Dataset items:
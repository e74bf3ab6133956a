use proptest::prelude::*;
use text_size::{TextRange, TextSize};
use weft_source_map::{CodeGen, Mapping, Mode, SourceMap};

fn range(start: u32, end: u32) -> TextRange {
    TextRange::new(start.into(), end.into())
}

fn single(mode: Mode, source: TextRange, mapped: TextRange) -> SourceMap {
    SourceMap::new("a.mdx", "a._mdx.jsx", vec![Mapping::new(mode, source, mapped)])
}

#[test]
fn offset_includes_the_range_end() {
    let map = single(Mode::Offset, range(10, 14), range(30, 34));
    assert_eq!(map.mapped_offset(14.into()), Some(34.into()));
    assert_eq!(map.source_offset(34.into()), Some(14.into()));
    assert_eq!(map.mapped_range(range(12, 14)), Some(range(32, 34)));
    assert_eq!(map.mapped_offset(15.into()), None);
}

#[test]
fn offset_clamps_to_a_shorter_target() {
    let map = single(Mode::Offset, range(10, 20), range(0, 5));
    assert_eq!(map.mapped_offset(12.into()), Some(2.into()));
    assert_eq!(map.mapped_offset(17.into()), Some(5.into()));
    assert_eq!(map.mapped_offset(20.into()), Some(5.into()));
    assert_eq!(map.mapped_range(range(12, 20)), Some(range(2, 5)));
}

#[test]
fn expand_covers_the_whole_target() {
    let map = single(Mode::Expand, range(5, 9), range(40, 60));
    assert_eq!(map.mapped_offset(5.into()), Some(40.into()));
    assert_eq!(map.mapped_offset(9.into()), Some(40.into()));
    assert_eq!(map.mapped_offset(10.into()), None);
    assert_eq!(map.mapped_range(range(6, 8)), Some(range(40, 60)));
    assert_eq!(map.mapped_range(range(5, 9)), Some(range(40, 60)));
    assert_eq!(map.mapped_range(range(4, 8)), None);
    assert_eq!(map.source_offset(50.into()), Some(5.into()));
    assert_eq!(map.source_range(range(40, 60)), Some(range(5, 9)));
}

fn pieces() -> impl Strategy<Value = Vec<(String, bool)>> {
    prop::collection::vec(("[a-z;{} ]{1,12}", any::<bool>()), 1..16)
}

proptest! {
    /// Copying pieces of a source with `Offset` mappings and synthesized
    /// glue in between: every copied offset maps to a byte that reads the
    /// same on both sides, and back to where it came from.
    #[test]
    fn offset_mappings_round_trip(pieces in pieces()) {
        let source = pieces.iter().map(|(text, _)| text.as_str()).collect::<String>();
        let mut codegen = CodeGen::new();
        let mut at = TextSize::new(0);
        for (text, copied) in &pieces {
            let range = TextRange::at(at, TextSize::of(text.as_str()));
            if *copied {
                codegen.add_code(text, Mode::Offset, range);
            } else {
                codegen.add_text("/* glue */");
            }
            at = range.end();
        }

        let (mapped, mappings) = codegen.finish();
        let map = SourceMap::new("a.mdx", "a._mdx.jsx", mappings.clone());
        for mapping in mappings {
            for offset in u32::from(mapping.source.start())..u32::from(mapping.source.end()) {
                let offset = TextSize::new(offset);
                let target = map.mapped_offset(offset).unwrap();
                let at = usize::from(offset);
                let target_at = usize::from(target);
                prop_assert_eq!(&source[at..=at], &mapped[target_at..=target_at]);
                prop_assert_eq!(map.source_offset(target), Some(offset));
            }
        }
    }
}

■ **Directions**: From the start of the data to the line that holds "assert_eq!(map.source_offset(34.into()), Some(14.into()));", retype each line exactly, with both ends included.

■ **Response to this task**:
repository e74bf3ab6133956a
use proptest::prelude::*;
use text_size::{TextRange, TextSize};
use weft_source_map::{CodeGen, Mapping, Mode, SourceMap};

fn range(start: u32, end: u32) -> TextRange {
    TextRange::new(start.into(), end.into())
}

fn single(mode: Mode, source: TextRange, mapped: TextRange) -> SourceMap {
    SourceMap::new("a.mdx", "a._mdx.jsx", vec![Mapping::new(mode, source, mapped)])
}

#[test]
fn offset_includes_the_range_end() {
    let map = single(Mode::Offset, range(10, 14), range(30, 34));
    assert_eq!(map.mapped_offset(14.into()), Some(34.into()));
    assert_eq!(map.source_offset(34.into()), Some(14.into()));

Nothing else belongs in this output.